Development of therapies based on neuroactive steroids and neurosteroids for the treatment of experimental neuropathologies

Steroids showing activity on the nervous system are known as "neuroactive steroids". They exert neuroprotective or neurotoxic activities, depending on their chemical structure, circulating or tissue concentrations, binding to different receptors and the mechanisms of intracellular signalling employed. In order to elucidate these properties, work was performed on animal models of human neuropathologies, including spinal cord injury, neuropathic pain, multiple sclerosis, and amyotrophic lateral sclerosis. In these models, treatment with progesterone has shown great therapeutic effectiveness. In another set of studies, it was shown that hypertensive animals bear a pronounced encephalopathy, possibly caused by an overdrive of the mineralocorticoid system.

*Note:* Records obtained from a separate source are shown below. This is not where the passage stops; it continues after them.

// PDF Text Extraction
// Wraps pdf-extract so callers get text ready for analysis

use std::path::Path;

use thiserror::Error;
use tracing::{info, warn};

#[derive(Error, Debug)]
pub enum PdfError {
    #[error("Failed to read PDF: {0}")]
    Read(#[from] std::io::Error),
    #[error("Failed to read PDF: {0}")]
    Extract(String),
    #[error("PDF contains no extractable text (scanned or image-only?)")]
    NoText,
}

/// Extract the text of every page of the PDF at `path`.
pub fn extract_text_from_pdf(path: &Path) -> Result<String, PdfError> {
    let bytes = std::fs::read(path)?;
    let text = extract_text_from_pdf_bytes(&bytes)?;
    info!(path = %path.display(), chars = text.chars().count(), "pdf.loaded");
    Ok(text)
}

/// Extract text from in-memory PDF bytes.
///
/// pdf-extract can panic on malformed documents; that is reported as an
/// extraction error.
pub fn extract_text_from_pdf_bytes(bytes: &[u8]) -> Result<String, PdfError> {
    let text = std::panic::catch_unwind(|| pdf_extract::extract_text_from_mem(bytes))
        .map_err(|_| PdfError::Extract("malformed PDF document".to_string()))?
        .map_err(|e| {
            warn!(error = %e, "pdf.extract_failed");
            PdfError::Extract(e.to_string())
        })?;

    if text.trim().is_empty() {
        return Err(PdfError::NoText);
    }
    Ok(text)
}

/// Whether a path looks like a PDF by extension.
pub fn is_pdf_path(path: &Path) -> bool {
    path.extension()
        .map(|ext| ext.eq_ignore_ascii_case("pdf"))
        .unwrap_or(false)
}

It has been suggested that overdrive of the mineralocorticoid system plays a neurotoxic role, based on the development of similar brain abnormalities following mineralocorticoid treatment of otherwise normal animals. Hypertensive encephalopathy is similar to that developed by diabetes mellitus and aging animals. In the three cases, estrogen treatment provided strong neuroprotection, as shown by enhanced hippocampal neurogenesis, increased neurotrophic factor expression and decreased astrogliosis. Thus, the use of estrogens supports the regenerative capacity and plasticity of the nervous system. Therefore, animal models become useful tools to transfer experimental data to the human patient in the short-term.